§ **Exercise aim**
What is needed here is an exact reprint of every record below.

--- Exercise input ---

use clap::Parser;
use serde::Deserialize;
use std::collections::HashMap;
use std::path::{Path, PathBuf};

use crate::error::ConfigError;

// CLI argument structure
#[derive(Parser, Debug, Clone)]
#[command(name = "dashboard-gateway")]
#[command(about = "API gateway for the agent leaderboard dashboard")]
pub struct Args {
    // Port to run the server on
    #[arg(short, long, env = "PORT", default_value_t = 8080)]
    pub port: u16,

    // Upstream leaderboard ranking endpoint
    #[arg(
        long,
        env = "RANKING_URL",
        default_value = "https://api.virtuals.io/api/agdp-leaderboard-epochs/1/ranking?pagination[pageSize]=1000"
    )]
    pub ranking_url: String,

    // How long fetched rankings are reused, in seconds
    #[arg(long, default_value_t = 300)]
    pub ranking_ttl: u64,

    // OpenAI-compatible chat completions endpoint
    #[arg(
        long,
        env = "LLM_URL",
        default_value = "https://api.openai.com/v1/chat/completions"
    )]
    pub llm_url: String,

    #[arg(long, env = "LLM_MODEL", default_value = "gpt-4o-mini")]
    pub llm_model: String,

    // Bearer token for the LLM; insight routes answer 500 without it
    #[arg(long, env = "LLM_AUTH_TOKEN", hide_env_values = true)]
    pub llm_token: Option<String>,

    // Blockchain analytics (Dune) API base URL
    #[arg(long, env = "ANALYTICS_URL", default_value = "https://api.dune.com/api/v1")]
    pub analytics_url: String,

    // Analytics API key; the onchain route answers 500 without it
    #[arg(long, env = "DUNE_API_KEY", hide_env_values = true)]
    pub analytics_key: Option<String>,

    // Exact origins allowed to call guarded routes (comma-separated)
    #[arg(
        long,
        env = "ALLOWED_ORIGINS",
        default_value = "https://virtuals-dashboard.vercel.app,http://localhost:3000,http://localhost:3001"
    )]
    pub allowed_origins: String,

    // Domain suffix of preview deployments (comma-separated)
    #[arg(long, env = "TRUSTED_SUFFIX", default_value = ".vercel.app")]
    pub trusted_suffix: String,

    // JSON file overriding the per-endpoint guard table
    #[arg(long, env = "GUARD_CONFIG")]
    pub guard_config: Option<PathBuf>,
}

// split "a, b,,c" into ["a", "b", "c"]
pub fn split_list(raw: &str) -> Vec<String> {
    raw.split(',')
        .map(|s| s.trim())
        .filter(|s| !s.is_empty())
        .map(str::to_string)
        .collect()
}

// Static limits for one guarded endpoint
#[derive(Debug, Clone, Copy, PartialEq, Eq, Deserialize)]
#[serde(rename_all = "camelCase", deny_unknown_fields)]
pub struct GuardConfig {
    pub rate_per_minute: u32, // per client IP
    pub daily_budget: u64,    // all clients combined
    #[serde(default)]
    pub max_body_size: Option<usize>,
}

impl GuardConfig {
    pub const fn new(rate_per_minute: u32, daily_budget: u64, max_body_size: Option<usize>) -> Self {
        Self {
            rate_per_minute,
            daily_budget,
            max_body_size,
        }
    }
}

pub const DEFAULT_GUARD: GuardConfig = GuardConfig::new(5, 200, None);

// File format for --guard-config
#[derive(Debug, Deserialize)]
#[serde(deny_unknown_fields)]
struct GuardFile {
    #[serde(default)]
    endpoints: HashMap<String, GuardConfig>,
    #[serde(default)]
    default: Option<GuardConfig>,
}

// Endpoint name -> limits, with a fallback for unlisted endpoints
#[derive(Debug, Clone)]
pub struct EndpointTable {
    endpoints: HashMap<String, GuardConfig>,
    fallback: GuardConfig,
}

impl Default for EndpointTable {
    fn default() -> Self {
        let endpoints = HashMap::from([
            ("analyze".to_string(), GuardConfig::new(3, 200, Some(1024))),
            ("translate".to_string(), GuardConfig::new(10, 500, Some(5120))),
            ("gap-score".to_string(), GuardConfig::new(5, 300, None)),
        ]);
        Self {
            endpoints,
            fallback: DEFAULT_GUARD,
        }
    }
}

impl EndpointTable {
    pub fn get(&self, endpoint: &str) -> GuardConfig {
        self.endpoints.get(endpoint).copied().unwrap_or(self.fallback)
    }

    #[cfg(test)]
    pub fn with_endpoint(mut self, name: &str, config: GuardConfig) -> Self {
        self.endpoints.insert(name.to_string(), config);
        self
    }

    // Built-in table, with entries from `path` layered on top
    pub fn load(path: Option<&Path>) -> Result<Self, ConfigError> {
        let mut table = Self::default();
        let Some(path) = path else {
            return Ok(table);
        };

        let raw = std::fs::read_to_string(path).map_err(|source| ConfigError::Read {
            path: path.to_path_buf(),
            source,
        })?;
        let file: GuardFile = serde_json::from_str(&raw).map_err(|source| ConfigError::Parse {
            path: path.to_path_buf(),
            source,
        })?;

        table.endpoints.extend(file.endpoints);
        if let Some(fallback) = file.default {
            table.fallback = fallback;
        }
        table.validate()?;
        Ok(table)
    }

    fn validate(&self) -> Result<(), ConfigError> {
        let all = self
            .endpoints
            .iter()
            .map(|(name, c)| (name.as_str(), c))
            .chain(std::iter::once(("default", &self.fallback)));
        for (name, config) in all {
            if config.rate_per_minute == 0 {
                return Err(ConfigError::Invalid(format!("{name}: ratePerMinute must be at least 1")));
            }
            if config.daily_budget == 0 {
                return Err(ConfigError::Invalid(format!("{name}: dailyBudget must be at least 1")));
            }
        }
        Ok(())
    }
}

---

§ **Output below**
use clap::Parser;
use serde::Deserialize;
use std::collections::HashMap;
use std::path::{Path, PathBuf};

use crate::error::ConfigError;

// CLI argument structure
#[derive(Parser, Debug, Clone)]
#[command(name = "dashboard-gateway")]
#[command(about = "API gateway for the agent leaderboard dashboard")]
pub struct Args {
    // Port to run the server on
    #[arg(short, long, env = "PORT", default_value_t = 8080)]
    pub port: u16,

    // Upstream leaderboard ranking endpoint
    #[arg(
        long,
        env = "RANKING_URL",
        default_value = "https://api.virtuals.io/api/agdp-leaderboard-epochs/1/ranking?pagination[pageSize]=1000"
    )]
    pub ranking_url: String,

    // How long fetched rankings are reused, in seconds
    #[arg(long, default_value_t = 300)]
    pub ranking_ttl: u64,

    // OpenAI-compatible chat completions endpoint
    #[arg(
        long,
        env = "LLM_URL",
        default_value = "https://api.openai.com/v1/chat/completions"
    )]
    pub llm_url: String,

    #[arg(long, env = "LLM_MODEL", default_value = "gpt-4o-mini")]
    pub llm_model: String,

    // Bearer token for the LLM; insight routes answer 500 without it
    #[arg(long, env = "LLM_AUTH_TOKEN", hide_env_values = true)]
    pub llm_token: Option<String>,

    // Blockchain analytics (Dune) API base URL
    #[arg(long, env = "ANALYTICS_URL", default_value = "https://api.dune.com/api/v1")]
    pub analytics_url: String,

    // Analytics API key; the onchain route answers 500 without it
    #[arg(long, env = "DUNE_API_KEY", hide_env_values = true)]
    pub analytics_key: Option<String>,

    // Exact origins allowed to call guarded routes (comma-separated)
    #[arg(
        long,
        env = "ALLOWED_ORIGINS",
        default_value = "https://virtuals-dashboard.vercel.app,http://localhost:3000,http://localhost:3001"
    )]
    pub allowed_origins: String,

    // Domain suffix of preview deployments (comma-separated)
    #[arg(long, env = "TRUSTED_SUFFIX", default_value = ".vercel.app")]
    pub trusted_suffix: String,

    // JSON file overriding the per-endpoint guard table
    #[arg(long, env = "GUARD_CONFIG")]
    pub guard_config: Option<PathBuf>,
}

// split "a, b,,c" into ["a", "b", "c"]
pub fn split_list(raw: &str) -> Vec<String> {
    raw.split(',')
        .map(|s| s.trim())
        .filter(|s| !s.is_empty())
        .map(str::to_string)
        .collect()
}

// Static limits for one guarded endpoint
#[derive(Debug, Clone, Copy, PartialEq, Eq, Deserialize)]
#[serde(rename_all = "camelCase", deny_unknown_fields)]
pub struct GuardConfig {
    pub rate_per_minute: u32, // per client IP
    pub daily_budget: u64,    // all clients combined
    #[serde(default)]
    pub max_body_size: Option<usize>,
}

impl GuardConfig {
    pub const fn new(rate_per_minute: u32, daily_budget: u64, max_body_size: Option<usize>) -> Self {
        Self {
            rate_per_minute,
            daily_budget,
            max_body_size,
        }
    }
}

pub const DEFAULT_GUARD: GuardConfig = GuardConfig::new(5, 200, None);

// File format for --guard-config
#[derive(Debug, Deserialize)]
#[serde(deny_unknown_fields)]
struct GuardFile {
    #[serde(default)]
    endpoints: HashMap<String, GuardConfig>,
    #[serde(default)]
    default: Option<GuardConfig>,
}

// Endpoint name -> limits, with a fallback for unlisted endpoints
#[derive(Debug, Clone)]
pub struct EndpointTable {
    endpoints: HashMap<String, GuardConfig>,
    fallback: GuardConfig,
}

impl Default for EndpointTable {
    fn default() -> Self {
        let endpoints = HashMap::from([
            ("analyze".to_string(), GuardConfig::new(3, 200, Some(1024))),
            ("translate".to_string(), GuardConfig::new(10, 500, Some(5120))),
            ("gap-score".to_string(), GuardConfig::new(5, 300, None)),
        ]);
        Self {
            endpoints,
            fallback: DEFAULT_GUARD,
        }
    }
}

impl EndpointTable {
    pub fn get(&self, endpoint: &str) -> GuardConfig {
        self.endpoints.get(endpoint).copied().unwrap_or(self.fallback)
    }

    #[cfg(test)]
    pub fn with_endpoint(mut self, name: &str, config: GuardConfig) -> Self {
        self.endpoints.insert(name.to_string(), config);
        self
    }

    // Built-in table, with entries from `path` layered on top
    pub fn load(path: Option<&Path>) -> Result<Self, ConfigError> {
        let mut table = Self::default();
        let Some(path) = path else {
            return Ok(table);
        };

        let raw = std::fs::read_to_string(path).map_err(|source| ConfigError::Read {
            path: path.to_path_buf(),
            source,
        })?;
        let file: GuardFile = serde_json::from_str(&raw).map_err(|source| ConfigError::Parse {
            path: path.to_path_buf(),
            source,
        })?;

        table.endpoints.extend(file.endpoints);
        if let Some(fallback) = file.default {
            table.fallback = fallback;
        }
        table.validate()?;
        Ok(table)
    }

    fn validate(&self) -> Result<(), ConfigError> {
        let all = self
            .endpoints
            .iter()
            .map(|(name, c)| (name.as_str(), c))
            .chain(std::iter::once(("default", &self.fallback)));
        for (name, config) in all {
            if config.rate_per_minute == 0 {
                return Err(ConfigError::Invalid(format!("{name}: ratePerMinute must be at least 1")));
            }
            if config.daily_budget == 0 {
                return Err(ConfigError::Invalid(format!("{name}: dailyBudget must be at least 1")));
            }
        }
        Ok(())
    }
}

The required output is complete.